Yes it is limited to 14 lines. Yes it is written in iambic pentameter but aside from the metrical foot ... it must follow a rhythm as well. Stressed and unstressed syllables must be established and followed throught the poem. This is best described as da DUM, da DUM, da DUM, da DUM, da DUM. Once you have your syllable count and your rhythm you can proceed to the development of your Shakespearean Sonnet.

Now, the 'change' or 'volta' comes at the 9th line. The first two stanzas set up pattern, the 9th line volta ponders the first two stanzas or offers a contrasting view or questions them. The last two lines (a couplet) offer resolution, define the entire disposition or 'close' the poem.

If you NEED to label a sonnet, a limerick, a haiku, a triolet or any other long accepted discipline, then YOU need to examine your threshold for the discipline. Do you want it to be recognized as a specific style, structure or form? Can you accept a beautiful poem if it varies? Can you enjoy an offering by another if it does not suit your particular definition of a particular form?

In closing, a very easy search of 'poetry forms' will lead you to thousands of pages of views, opinions and perceptions. Choose a few you like and write so that it is pleasing to you then offer your work up to whoever shall ...............

fp


----------



## xlwoo (Mar 4, 2012)

it does not  matter if you have a turn or not in the last two lines of a sonnet as long as you have the right meter and rhyme pattern.  if you don't use the right meter and rhyme as required in a sonnet, you are not writing a sonnet, you just write a poem with 14 lines.  by the way, the sonnet you are talking about is the Shakespearean sonnet.  there is another form of sonnet we seldom use.


----------



## Olly Buckle (Mar 4, 2012)

Bachelorette said:


> That's a good way of putting it--it's variations within the form while still essentially being a sonnet.
> 
> But take the villanelle, for example. Elizabeth Bishop wrote a poem called "One Art." (Link: One Art- Poets.org - Poetry, Poems, Bios & More) Some might call it a villanelle, in that it's very similar in structure to, say, Dylan Thomas' "Do Not Go Gentle into That Good Night." (Link: Do not go gentle into that good night- Poets.org - Poetry, Poems, Bios & More).
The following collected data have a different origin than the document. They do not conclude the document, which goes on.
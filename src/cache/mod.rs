//! Cache Module
//!
//! Provides bounded in-memory storage with insertion-order (FIFO) eviction.

mod entry;
mod fifo;
mod stats;
mod store;

#[cfg(test)]
mod property_tests;

// Re-export public types
pub use entry::CacheEntry;
pub use fifo::FifoTracker;
pub use stats::CacheStats;
pub use store::MemoStore;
But it doesn't follow the "rules" of a villanelle; the last lines of each stanza don't repeat word-for-word exactly the way they're "supposed" to, like they do in Thomas' poem.
> 
> ...



It has been some time since you posted this, I apoligise for not replying earlier, the rcent new post drew my attention. Vocabulary is always changing, meanings change grossly so sometimes it is difficult to see any relationship between a modern word and the Latin or Anglo Saxon one it derived from without knowing the intermediary stages. The concept of writing within closely restrited boundaries is, however, one that is common to all those literary traditions in various forms. I feel there is good reason for this, it stimulates the mind and verbal capacity. When people say "You have to know the rules before you break them" I think that an awful lot of people then dissmiss, or at best learn, the rules, without applying them. Why should they when the goal is to break them? Think of it like some other skilled ability, playing the flute, or premiership football, before you can play a Motzart Concerto or a Wembly Cup Final you will spend hours going round bollards and making long distance passes, or playing scales and doing 'technicals'.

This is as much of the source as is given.